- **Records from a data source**
>>>>

//! Library interface for the `readability` CLI.
//!
//! This crate exposes the CLI's argument parser and command structure as a library,
//! primarily for documentation generation and testing. The actual entry point is
//! in `main.rs`.
//!
//! # Structure
//!
//! - [`Cli`] - The root argument parser (clap derive)
//! - [`Commands`] - Available subcommands
//! - [`commands`] - Command implementations
//!
//! # Documentation Generation
//!
//! The [`command()`] function returns the clap `Command` for generating man pages
//! and shell completions via `xtask`.

pub mod commands;

use clap::{CommandFactory, Parser, Subcommand};
use std::path::PathBuf;

/// Color output preference.
#[derive(Debug, Clone, Copy, Default, clap::ValueEnum)]
pub enum ColorChoice {
    /// Detect terminal capabilities automatically.
    #[default]
    Auto,
    /// Always emit colors.
    Always,
    /// Never emit colors.
    Never,
}

impl ColorChoice {
    /// Configure global color output based on this choice.
    ///
    /// Call this once at startup to set the color mode.
    pub fn apply(self) {
        match self {
            Self::Auto => {} // owo-colors auto-detects by default
            Self::Always => owo_colors::set_override(true),
            Self::Never => owo_colors::set_override(false),
        }
    }
}

const ENV_HELP: &str = "\
ENVIRONMENT VARIABLES:
    RUST_LOG                  Log filter (e.g., debug, readability=trace)
    READABILITY_LOG_PATH      Explicit log file path
    READABILITY_LOG_DIR       Log directory
    READABILITY_SCORE         Default score (ARI, FK, SMOG, CL, all)
";

/// Command-line interface definition for readability.
#[derive(Parser)]
#[command(name = "readability")]
#[command(about = "Score text with ARI, Flesch-Kincaid, SMOG, and Coleman-Liau", long_about = None)]
#[command(version, arg_required_else_help = true)]
#[command(after_long_help = ENV_HELP)]
pub struct Cli {
    /// The subcommand to execute.
    #[command(subcommand)]
    pub command: Option<Commands>,

    /// Print only the version number (for scripting)
    #[arg(long)]
    pub version_only: bool,

    /// Path to configuration file (overrides discovery)
    #[arg(short, long, global = true, value_name = "FILE")]
    pub config: Option<PathBuf>,

    /// Run as if started in DIR
    #[arg(short = 'C', long, global = true)]
    pub chdir: Option<PathBuf>,

    /// Only print errors (suppresses warnings/info)
    #[arg(short, long, global = true)]
    pub quiet: bool,

    /// More detail (repeatable; e.g. -vv)
    #[arg(short, long, global = true, action = clap::ArgAction::Count)]
    pub verbose: u8,

    /// Colorize output
    #[arg(long, global = true, value_enum, default_value_t)]
    pub color: ColorChoice,

    /// Output as JSON (for scripting)
    #[arg(long, global = true)]
    pub json: bool,
}

/// Available subcommands for the CLI.
#[derive(Subcommand)]
pub enum Commands {
    /// Print text statistics and readability scores
    Analyze(commands::analyze::AnalyzeArgs),

    /// Print text statistics only
    Stats(commands::stats::StatsArgs),

    /// Show package information
    Info(commands::info::InfoArgs),
}

/// Returns the clap command for documentation generation
pub fn command() -> clap::Command {
    Cli::command()
}

#[cfg(test)]
mod tests {
    use super::*;

    #[test]
    fn cli_definition_is_valid() {
        command().debug_assert();
    }

    #[test]
    fn score_flag_parses_selector() {
        let cli = Cli::try_parse_from(["readability", "analyze", "in.txt", "--score", "SMOG"])
            .unwrap();
        let Some(Commands::Analyze(args)) = cli.command else {
            panic!("expected analyze");
        };
        assert_eq!(args.score, Some(readability_core::ScoreSelector::Smog));
    }

    #[test]
    fn score_flag_is_case_sensitive() {
        assert!(Cli::try_parse_from(["readability", "analyze", "in.txt", "--score", "smog"]).is_err());
    }
}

<<<<

How many lines in the data contain "Some"? Answer with the number alone.

2